Quatre membres d’une famille française.
Valleix et coll. décrivent une famille française chez laquelle 4 membres ont développé, vers 40-50 ans, des troubles intestinaux à type de diarrhée s’aggravant progressivement, un syndrome de sicca (ou syndrome de Sjögren), une perte de poids et une neuropathie autonome (hypotension orthostatique) avec apparition secondaire d’une neuropathie périphérique sévère à prédominance sensitive. L’examen autopsique de la sœur la plus âgée (décédée à 70 ans) révéla des dépôts amyloïdes dans divers organes (rate, foie, cœur, glandes salivaires, et nerfs) ; les biopsies du colon et des glandes salivaires chez une sœur plus jeune a montre des dépôts amyloïdes.
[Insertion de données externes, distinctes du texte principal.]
use tracing_subscriber::EnvFilter;

/// JSON lines on stderr, `info` unless `RUST_LOG` says otherwise.
pub fn setup_logger() {
    tracing_subscriber::fmt()
        .with_writer(std::io::stderr)
        .with_env_filter(
            EnvFilter::try_from_default_env().unwrap_or_else(|_| EnvFilter::new("info")),
        )
        .with_level(true)
        .with_line_number(true)
        .json()
        .init();
}
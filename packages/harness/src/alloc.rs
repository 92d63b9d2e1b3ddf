//! Heap allocation counting.
//!
//! A binary opts in by installing the allocator:
//!
//! ```ignore
//! #[global_allocator]
//! static GLOBAL: harness::alloc::CountingAllocator = harness::alloc::CountingAllocator;
//! ```
//!
//! Without it every snapshot reads zero and allocation columns in the results stay at zero.

use std::{
    alloc::{GlobalAlloc, Layout, System},
    sync::atomic::{AtomicBool, AtomicU64, Ordering},
};

static ALLOC_COUNT: AtomicU64 = AtomicU64::new(0);
static ALLOC_BYTES: AtomicU64 = AtomicU64::new(0);
static INSTALLED: AtomicBool = AtomicBool::new(false);

/// Wraps the system allocator and counts every allocation and its size.
pub struct CountingAllocator;

impl CountingAllocator {
    fn record(size: usize) {
        INSTALLED.store(true, Ordering::Relaxed);
        ALLOC_COUNT.fetch_add(1, Ordering::Relaxed);
        ALLOC_BYTES.fetch_add(size as u64, Ordering::Relaxed);
    }
}

unsafe impl GlobalAlloc for CountingAllocator {
    unsafe fn alloc(&self, layout: Layout) -> *mut u8 {
        Self::record(layout.size());
        unsafe { System.alloc(layout) }
    }

    unsafe fn alloc_zeroed(&self, layout: Layout) -> *mut u8 {
        Self::record(layout.size());
        unsafe { System.alloc_zeroed(layout) }
    }

    unsafe fn realloc(&self, ptr: *mut u8, layout: Layout, new_size: usize) -> *mut u8 {
        Self::record(new_size);
        unsafe { System.realloc(ptr, layout, new_size) }
    }

    unsafe fn dealloc(&self, ptr: *mut u8, layout: Layout) {
        unsafe { System.dealloc(ptr, layout) }
    }
}

/// Whether the counting allocator has served at least one allocation in this process.
pub fn is_installed() -> bool {
    INSTALLED.load(Ordering::Relaxed)
}

#[derive(Debug, Clone, Copy, PartialEq, Eq, Default)]
pub struct AllocSnapshot {
    allocs: u64,
    bytes: u64,
}

impl AllocSnapshot {
    pub fn take() -> Self {
        Self {
            allocs: ALLOC_COUNT.load(Ordering::SeqCst),
            bytes: ALLOC_BYTES.load(Ordering::SeqCst),
        }
    }

    pub fn allocs_since(&self, before: &Self) -> u64 {
        self.allocs.saturating_sub(before.allocs)
    }

    pub fn bytes_since(&self, before: &Self) -> u64 {
        self.bytes.saturating_sub(before.bytes)
    }
}
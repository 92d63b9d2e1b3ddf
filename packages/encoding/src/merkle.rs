use std::sync::OnceLock;

use sha2::{Digest, Sha256};

use crate::{Error, Result, Root, constants::BYTES_PER_CHUNK};

const MAX_DEPTH: usize = 64;

pub fn hash_pair(left: &Root, right: &Root) -> Root {
    let mut hasher = Sha256::new();
    hasher.update(left);
    hasher.update(right);
    hasher.finalize().into()
}

/// Root of a complete tree of `depth` levels whose leaves are all zero chunks.
pub fn zero_hash(depth: usize) -> Root {
    static ZERO_HASHES: OnceLock<Vec<Root>> = OnceLock::new();

    let hashes = ZERO_HASHES.get_or_init(|| {
        let mut hashes = Vec::with_capacity(MAX_DEPTH + 1);
        hashes.push([0; 32]);
        for depth in 0..MAX_DEPTH {
            let below = hashes[depth];
            hashes.push(hash_pair(&below, &below));
        }
        hashes
    });

    hashes[depth]
}

/// Splits `bytes` into chunks, zero padding the last one.
pub fn pack(bytes: &[u8]) -> Vec<Root> {
    bytes
        .chunks(BYTES_PER_CHUNK)
        .map(|chunk| {
            let mut root = [0; 32];
            root[..chunk.len()].copy_from_slice(chunk);
            root
        })
        .collect()
}

/// Number of chunks needed to hold `len` items of `item_size` bytes each.
pub const fn chunk_count(len: usize, item_size: usize) -> usize {
    (len * item_size).div_ceil(BYTES_PER_CHUNK)
}

/// Merkleizes `chunks` into a tree sized for `limit` chunks, padding with zero subtrees.
pub fn merkleize(chunks: &[Root], limit: usize) -> Result<Root> {
    if chunks.len() > limit {
        return Err(Error::LimitExceeded {
            limit,
            got: chunks.len(),
        });
    }

    let depth = depth_for(limit);
    if chunks.is_empty() {
        return Ok(zero_hash(depth));
    }

    let mut layer = chunks.to_vec();
    let mut len = layer.len();
    for level in 0..depth {
        if len % 2 == 1 {
            layer.truncate(len);
            layer.push(zero_hash(level));
            len += 1;
        }

        for i in 0..len / 2 {
            let parent = hash_pair(&layer[2 * i], &layer[2 * i + 1]);
            layer[i] = parent;
        }
        len /= 2;
    }

    Ok(layer[0])
}

pub fn mix_in_length(root: &Root, len: usize) -> Root {
    let mut length = [0; 32];
    length[..8].copy_from_slice(&(len as u64).to_le_bytes());
    hash_pair(root, &length)
}

fn depth_for(limit: usize) -> usize {
    limit.max(1).next_power_of_two().trailing_zeros() as usize
}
Le séquençage du gène de la bêta-2-microglobuline (B2M) dans la famille a montré que seuls les 4 membres affectés étaient hétérozygotes pour une mutation ponctuelle du gène B2M. L’analyse immunohistochimique et protéomique confirma que ces dépôts étaient bien composés de bêta-2-microglobuline mutée. Les membres atteints de cette famille ont une fonction rénale normale et des taux circulants normaux de bêta-2-microglobuline.
Des pistes thérapeutiques.
In vitro, la forme mutée (Asp76Asn) de la bêta-2-microglobuline se révèle drastiquement fibrillogénique même dans des conditions physiologiques de pH et de forces ioniques, produisant des fibrilles amyloïdes en 48 heures alors que la bêta-2-microglobuline normale ne s’agrège pas dans ces conditions.
« Les propriétés amyloides remarquables de ce nouveau variant de la bêta-2-microglobuline en font un modèle idéal pour comprendre les mécanismes de la fibrillogenèse de cette protéine. Ces connaissances permettront de déboucher sur des applications thérapeutiques en utilisant des molécules inhibant la formation des fibres amyloïdes composées de la bêta-2-microglobuline », fait entrevoir le Dr Valleix.
Des études précliniques ont identifié récemment des composés inhibant la fibrillogenèse de la bêta-2-microglobuline normale, ce qui procure des pistes thérapeutiques pour l’amylose liée a la dialyse ; la doxycycline en est un exemple (Giorgetti et coll., J Biol Chem 2011).
New England Journal of Medicine du 13 juin 2012, Valleix et coll.